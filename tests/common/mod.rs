//! Common test utilities and helpers.

use chrono::{DateTime, TimeZone, Utc};
use phishguard::config::{BootstrapConfig, ClassifierConfig};
use phishguard::{PhishingDetector, ScanConfig, ScanMetadata, ThreatIntelStore};
use std::sync::Arc;

/// Default configuration with a smaller bootstrap corpus so tests start fast.
pub fn quick_config() -> ScanConfig {
    ScanConfig {
        classifier: ClassifierConfig {
            bootstrap: BootstrapConfig {
                synthetic_samples: 200,
                epochs: 100,
                ..BootstrapConfig::default()
            },
            ..ClassifierConfig::default()
        },
        ..ScanConfig::default()
    }
}

/// Detector over an empty intel store, so every URL reaches the scorers.
pub fn detector() -> PhishingDetector {
    detector_with(ThreatIntelStore::new())
}

pub fn detector_with(intel: ThreatIntelStore) -> PhishingDetector {
    PhishingDetector::new(quick_config(), Arc::new(intel)).unwrap()
}

pub fn meta() -> ScanMetadata {
    ScanMetadata {
        caller_id: Some("tester".into()),
        source_address: Some("10.1.2.3".into()),
        user_agent: Some("integration".into()),
    }
}

pub fn fixed_time() -> DateTime<Utc> {
    Utc.with_ymd_and_hms(2024, 5, 1, 12, 0, 0).unwrap()
}

/// Mixed bag of benign, malicious and malformed inputs.
pub mod urls {
    pub const BENIGN: &[&str] = &[
        "https://www.google.com/search?q=weather",
        "https://github.com/rust-lang/rust",
        "https://en.wikipedia.org/wiki/Phishing",
        "https://docs.rs/serde/latest/serde/",
    ];

    pub const MALICIOUS: &[&str] = &[
        "http://paypal.secure-login.malicious.com/signin",
        "http://192.168.1.1/paypal/login.html",
        "http://paypa1-secure.com/login",
        "http://pаypal.com/login",
        "http://amazon-verify.tk/account",
    ];

    /// Hosts and paths with many distinct non-ASCII characters.
    pub const NON_LATIN: &[&str] = &[
        "http://пример-тестовый-сайт.рф/ёжик/вход?логин=яблоко&пароль=щука",
        "https://例え.テスト/ログイン?ユーザー=太郎",
        "http://ελληνικά.example/σύνδεση",
    ];

    pub const MALFORMED: &[&str] = &["", "   ", "http://", "http://[::1", "%%%", "\u{0}"];
}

────────────────

WORK ORDER:
Each line of the data must be written out exactly as it appears.

SOLUTION TO THE PROBLEM:
filename tests/common/mod.rs
//! Common test utilities and helpers.

use chrono::{DateTime, TimeZone, Utc};
use phishguard::config::{BootstrapConfig, ClassifierConfig};
use phishguard::{PhishingDetector, ScanConfig, ScanMetadata, ThreatIntelStore};
use std::sync::Arc;

/// Default configuration with a smaller bootstrap corpus so tests start fast.
pub fn quick_config() -> ScanConfig {
    ScanConfig {
        classifier: ClassifierConfig {
            bootstrap: BootstrapConfig {
                synthetic_samples: 200,
                epochs: 100,
                ..BootstrapConfig::default()
            },
            ..ClassifierConfig::default()
        },
        ..ScanConfig::default()
    }
}

/// Detector over an empty intel store, so every URL reaches the scorers.
pub fn detector() -> PhishingDetector {
    detector_with(ThreatIntelStore::new())
}

pub fn detector_with(intel: ThreatIntelStore) -> PhishingDetector {
    PhishingDetector::new(quick_config(), Arc::new(intel)).unwrap()
}

pub fn meta() -> ScanMetadata {
    ScanMetadata {
        caller_id: Some("tester".into()),
        source_address: Some("10.1.2.3".into()),
        user_agent: Some("integration".into()),
    }
}

pub fn fixed_time() -> DateTime<Utc> {
    Utc.with_ymd_and_hms(2024, 5, 1, 12, 0, 0).unwrap()
}

/// Mixed bag of benign, malicious and malformed inputs.
pub mod urls {
    pub const BENIGN: &[&str] = &[
        "https://www.google.com/search?q=weather",
        "https://github.com/rust-lang/rust",
        "https://en.wikipedia.org/wiki/Phishing",
        "https://docs.rs/serde/latest/serde/",
    ];

    pub const MALICIOUS: &[&str] = &[
        "http://paypal.secure-login.malicious.com/signin",
        "http://192.168.1.1/paypal/login.html",
        "http://paypa1-secure.com/login",
        "http://pаypal.com/login",
        "http://amazon-verify.tk/account",
    ];

    /// Hosts and paths with many distinct non-ASCII characters.
    pub const NON_LATIN: &[&str] = &[
        "http://пример-тестовый-сайт.рф/ёжик/вход?логин=яблоко&пароль=щука",
        "https://例え.テスト/ログイン?ユーザー=太郎",
        "http://ελληνικά.example/σύνδεση",
    ];

    pub const MALFORMED: &[&str] = &["", "   ", "http://", "http://[::1", "%%%", "\u{0}"];
}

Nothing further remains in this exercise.